Cette notion, théorisée aux États-Unis il y a plus de 15 ans, est définie par opposition à l’absentéisme pour caractériser une situation où un salarié est physiquement présent sur son lieu de travail alors que son état physique ou mental ne lui permet pas d’être pleinement productif. L’employé montre un manque de motivation, considère qu’être en arrêt maladie est un signe de faiblesse, et de peur de perdre son job ou ses responsabilités, il vient travailler en ignorant ses symptômes physiques et psychologiques. Je me permets ici une distinction entre le concept du présentéisme en France ou dans les pays anglo-saxons. En effet le terme a été utilisé à l’origine uniquement pour décrire le problème des employés qui arrivent au travail alors qu’ils ne sont pas physiquement ou mentalement en état, au lieu de rester à la maison et de récupérer, et ne tenait pas compte du facteur ‘motivation’. En France, cette maladie du travail insidieuse et difficile à décrypter revêt plusieurs visages.

On identifie deux formes de présentéisme :

  • Le présentéisme contemplatif (ou absentéisme moral) qui consiste à être présent au travail mais à ne pas travailler concrètement. Il peut être symptomatique d’une souffrance ou d’une démotivation.
  • Le surprésentéisme qui consiste à continuer à travailler, voire à faire des heures supplémentaires alors qu’on est fatigué ou malade. Il s’apparente à un surengagement chronique motivé par diverses raisons : valeurs associées au travail, perfectionnisme, culture d’entreprise, charge de travail excessive, peur de perdre son emploi, etc.

Cette extension du concept est maintenant également utilisée dans les pays anglo-saxons pour inclure les employés qui sont désengagés et pas tout à fait ‘présents’ dans leur travail quotidien.

Le présentéisme peut être fatal, et pas seulement pour une question de coûts

Le présentéisme s’avère extrêmement néfaste pour la santé du collaborateur en favorisant l’apparition de certaines pathologies pouvant, dans le pire des cas, conduire à la mort. Les japonais emploient le terme de « karoshi » ou mort par surmenage pour désigner le décès de cadres ou d’employés de bureau par arrêt cardiaque, vasculaire ou cérébral, voire suicide faisant suite à une charge de travail, un manque de sommeil, une fatigue excessive ou un stress trop important.

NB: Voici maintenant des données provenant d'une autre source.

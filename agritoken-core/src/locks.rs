use crate::error::PlatformError;
use crate::id::FarmId;
use std::collections::HashMap;
use std::sync::{Arc, Mutex};

/// Hands out one mutex per farm so that operations touching the same farm
/// serialize while operations on different farms proceed in parallel.
///
/// The scope guards only local read-modify-write of store state; callers
/// must not hold it across an asset-ledger round-trip, which can block for
/// seconds.
#[derive(Debug, Default)]
pub struct FarmLockRegistry {
    scopes: Mutex<HashMap<FarmId, Arc<Mutex<()>>>>,
}

impl FarmLockRegistry {
    pub fn new() -> Self {
        Self::default()
    }

    /// Get (or create) the mutual-exclusion scope for one farm. Lock the
    /// returned mutex for the duration of a local read-modify-write.
    pub fn scope(&self, farm_id: &FarmId) -> Result<Arc<Mutex<()>>, PlatformError> {
        let mut scopes = self
            .scopes
            .lock()
            .map_err(|e| PlatformError::Other(format!("lock registry poisoned: {}", e)))?;
        Ok(scopes.entry(farm_id.clone()).or_default().clone())
    }
}

#[cfg(test)]
mod tests {
    use super::*;
    use std::thread;

    #[test]
    fn test_same_farm_shares_a_scope() {
        let registry = FarmLockRegistry::new();
        let a = registry.scope(&FarmId::new("farm-1")).unwrap();
        let b = registry.scope(&FarmId::new("farm-1")).unwrap();
        assert!(Arc::ptr_eq(&a, &b));

        let other = registry.scope(&FarmId::new("farm-2")).unwrap();
        assert!(!Arc::ptr_eq(&a, &other));
    }

    #[test]
    fn test_scope_serializes_critical_sections() {
        let registry = Arc::new(FarmLockRegistry::new());
        let counter = Arc::new(Mutex::new(0u64));

        let mut handles = Vec::new();
        for _ in 0..8 {
            let registry = Arc::clone(&registry);
            let counter = Arc::clone(&counter);
            handles.push(thread::spawn(move || {
                for _ in 0..100 {
                    let scope = registry.scope(&FarmId::new("farm-1")).unwrap();
                    let _guard = scope.lock().unwrap();
                    let mut count = counter.lock().unwrap();
                    *count += 1;
                }
            }));
        }
        for handle in handles {
            handle.join().unwrap();
        }
        assert_eq!(*counter.lock().unwrap(), 800);
    }
}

Rien qu’en 2017, selon un rapport du gouvernement japonais, le « karoshi » a fait 191 victimes, alors que la Police reporte cette même année quelques 2000 cas de suicide pour des raisons professionnelle. Le ministère du Travail, quant à lui, a enregistré plus de 1500 demandes de compensation liées à des décès causés par un excès de travail. Et même si les données varient, le problème reste de taille. Il prend d’ailleurs de plus en plus d’ampleur ces dernières années.

Les stratégies pour diminuer ces décès varient, mais semblent rester vaines. Certains employeurs tentent de forcer leurs employés à quitter le travail plus tôt ; mais même en coupant les routeurs et en éteignant les lumières, les travailleurs continuent à accumuler les heures supplémentaires, principalement pour des raisons financières puisque les salaires sont très bas. Un japonais sur 5 travaille plus de 80 heures supplémentaires par mois.  80 heures supplémentaires par mois, c’est ce qui est considéré comme le seuil au-dessus duquel il y a un risque accru de mourir, selon le standard sur les heures de travail de l’Organisation Internationale du Travail (OIT/ILO).

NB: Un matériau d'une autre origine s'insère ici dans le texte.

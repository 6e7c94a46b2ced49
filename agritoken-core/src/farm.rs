use crate::error::PlatformError;
use crate::id::{AssetRef, FarmId};
use chrono::{DateTime, Utc};
use rust_decimal::Decimal;
use serde::{Deserialize, Serialize};
use std::fmt;

/// Where a farm sits in its tokenization lifecycle.
#[derive(Debug, Clone, Copy, PartialEq, Eq, Serialize, Deserialize)]
pub enum FarmStatus {
    /// Submitted, no on-chain asset yet
    Pending,
    /// An asset reference has been attached
    Tokenized,
    /// Open for acquisitions and payouts
    Active,
    /// Terminal; no further mutation besides deletion
    Closed,
}

impl fmt::Display for FarmStatus {
    fn fmt(&self, f: &mut fmt::Formatter<'_>) -> fmt::Result {
        let s = match self {
            FarmStatus::Pending => "Pending",
            FarmStatus::Tokenized => "Tokenized",
            FarmStatus::Active => "Active",
            FarmStatus::Closed => "Closed",
        };
        write!(f, "{}", s)
    }
}

impl FarmStatus {
    /// Parse a status label, tolerating the lowercase labels and the
    /// `harvested` state used by earlier deployments.
    pub fn parse(label: &str) -> Option<FarmStatus> {
        match label.trim().to_ascii_lowercase().as_str() {
            "pending" => Some(FarmStatus::Pending),
            "tokenized" => Some(FarmStatus::Tokenized),
            "active" => Some(FarmStatus::Active),
            "closed" | "harvested" => Some(FarmStatus::Closed),
            _ => None,
        }
    }
}

/// Canonical record for one registered farm.
///
/// The farm store exclusively owns records of this type; holdings reference
/// a farm by `farm_id` only, never by embedded copy.
#[derive(Debug, Clone, PartialEq, Serialize, Deserialize)]
#[serde(rename_all = "camelCase")]
pub struct FarmRecord {
    pub farm_id: FarmId,
    pub farm_name: String,
    pub farmer_name: String,
    pub farmer_email: String,
    /// Controller address for the farm's on-chain asset
    pub wallet_address: String,
    pub farm_location: String,
    pub crop_type: String,
    pub farm_size_acres: Decimal,
    /// Total token supply; fixed at registration
    pub total_tokens: u64,
    pub tokens_sold: u64,
    /// Invariant: `total_tokens - tokens_sold`
    pub tokens_available: u64,
    pub price_per_token: Decimal,
    pub token_name: String,
    pub token_unit: String,
    pub harvest_date: Option<String>,
    pub insurance_enabled: bool,
    pub insurance_type: String,
    /// None until tokenization succeeds
    pub asset_ref: Option<AssetRef>,
    pub status: FarmStatus,
    pub created_at: DateTime<Utc>,
    pub updated_at: DateTime<Utc>,
    pub tokenized_at: Option<DateTime<Utc>>,
}

impl FarmRecord {
    /// Check the record's field-level invariants, reporting the first
    /// violated field.
    pub fn validate(&self) -> Result<(), PlatformError> {
        if self.farm_id.is_empty() {
            return Err(PlatformError::Validation {
                field: "farmId".to_string(),
                reason: "must not be empty".to_string(),
            });
        }
        if self.farm_name.trim().is_empty() {
            return Err(PlatformError::Validation {
                field: "farmName".to_string(),
                reason: "must not be empty".to_string(),
            });
        }
        if !self.farmer_email.contains('@') {
            return Err(PlatformError::Validation {
                field: "farmerEmail".to_string(),
                reason: "not a valid email address".to_string(),
            });
        }
        if !self.wallet_address.is_empty() && self.wallet_address.len() != 58 {
            return Err(PlatformError::Validation {
                field: "walletAddress".to_string(),
                reason: "wallet addresses are 58 characters".to_string(),
            });
        }
        if self.total_tokens == 0 {
            return Err(PlatformError::Validation {
                field: "totalTokens".to_string(),
                reason: "token supply must be positive".to_string(),
            });
        }
        if self.tokens_sold > self.total_tokens {
            return Err(PlatformError::Validation {
                field: "tokensSold".to_string(),
                reason: "cannot exceed total supply".to_string(),
            });
        }
        if self.tokens_available != self.total_tokens - self.tokens_sold {
            return Err(PlatformError::Validation {
                field: "tokensAvailable".to_string(),
                reason: "must equal totalTokens - tokensSold".to_string(),
            });
        }
        if self.price_per_token < Decimal::ZERO {
            return Err(PlatformError::Validation {
                field: "pricePerToken".to_string(),
                reason: "must not be negative".to_string(),
            });
        }
        Ok(())
    }

    /// Attach the on-chain asset created for this farm. Rejects a second
    /// attachment: duplicate asset creation cannot be undone here.
    pub fn attach_asset(
        &mut self,
        asset_ref: AssetRef,
        now: DateTime<Utc>,
    ) -> Result<(), PlatformError> {
        if self.asset_ref.is_some() {
            return Err(PlatformError::AlreadyTokenized(self.farm_id.clone()));
        }
        self.asset_ref = Some(asset_ref);
        self.status = FarmStatus::Tokenized;
        self.tokenized_at = Some(now);
        self.updated_at = now;
        Ok(())
    }

    /// Record a completed acquisition of `tokens`, keeping the
    /// sold/available split consistent.
    pub fn record_sale(&mut self, tokens: u64, now: DateTime<Utc>) -> Result<(), PlatformError> {
        if tokens == 0 {
            return Err(PlatformError::InvalidQuantity(tokens));
        }
        if tokens > self.tokens_available {
            return Err(PlatformError::Oversubscribed {
                farm_id: self.farm_id.clone(),
                requested: tokens,
                available: self.tokens_available,
            });
        }
        self.tokens_sold += tokens;
        self.tokens_available -= tokens;
        self.updated_at = now;
        Ok(())
    }

    /// Full market value of the farm's token supply at the listed price.
    pub fn market_value(&self) -> Decimal {
        Decimal::from(self.total_tokens) * self.price_per_token
    }

    /// Build a valid record with placeholder descriptive fields - exposed
    /// for testing in other crates.
    pub fn sample_for_tests(farm_id: impl Into<FarmId>, total_tokens: u64) -> Self {
        let now = Utc::now();
        FarmRecord {
            farm_id: farm_id.into(),
            farm_name: "Green Valley Maize".to_string(),
            farmer_name: "A. Wanjiru".to_string(),
            farmer_email: "farmer@greenvalley.example".to_string(),
            wallet_address: String::new(),
            farm_location: "Nakuru, Kenya".to_string(),
            crop_type: "Maize".to_string(),
            farm_size_acres: Decimal::from(250),
            total_tokens,
            tokens_sold: 0,
            tokens_available: total_tokens,
            price_per_token: Decimal::new(125, 1),
            token_name: "Green Valley Token".to_string(),
            token_unit: "GVMMAI".to_string(),
            harvest_date: None,
            insurance_enabled: false,
            insurance_type: "Parametric Weather-Based".to_string(),
            asset_ref: None,
            status: FarmStatus::Pending,
            created_at: now,
            updated_at: now,
            tokenized_at: None,
        }
    }
}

Ce qui est particulièrement étonnant, c’est de voir émerger au Japon le métier d’Expert en Réduction d’heure de travail, ainsi que les primes aux travailleurs qui dorment plus de six heures. Je ne pense pas que nous ayons un jour besoin de ce genre d’encouragement à travailler moins dans nos contrées, mais on ne sait jamais.

Le présentéisme, ça se mesure comment?

 

Aujourd’hui en Europe, et avec la situation extraordinaire que nous connaissons depuis l’apparition du COVID-19, les taux de présentéisme ont augmenté. Comme quoi, contrairement à ce qu’on aurait pu penser, être en ‘home office’ ou en télétravail comme disent les Français, n’a pas résolu les problèmes de présentéisme. Rien qu’au Royaume Uni, près de la moitié (46%) des Britanniques travaillant à distance pendant le confinement ont déclaré ressentir plus de pression pour être « présents » pour leur employeur et leurs collègues, et plus d’un tiers (35%) affirment qu’ils avaient continué à travailler bien qu’ils ne se sentaient pas bien.

Ceci a bien évidemment un coût. Bien que nous n’ayons pas encore de chiffres précis de taux de présentéisme pendant et après le confinement, nous avons néanmoins des chiffres datant d’il y a quelques années qui montrent des taux de présentéisme pouvant être jusqu’à 4x plus élevés que les taux d’absentéisme. Ces ratios sont articulés par l’Institute for Employment Studies dans leur rapport 507 publié en 2016. En moyenne, en se basant sur plusieurs études conduites sur le sujet, on estime que le taux de présentéisme est 2-4 fois plus élevé que le taux d’absentéisme.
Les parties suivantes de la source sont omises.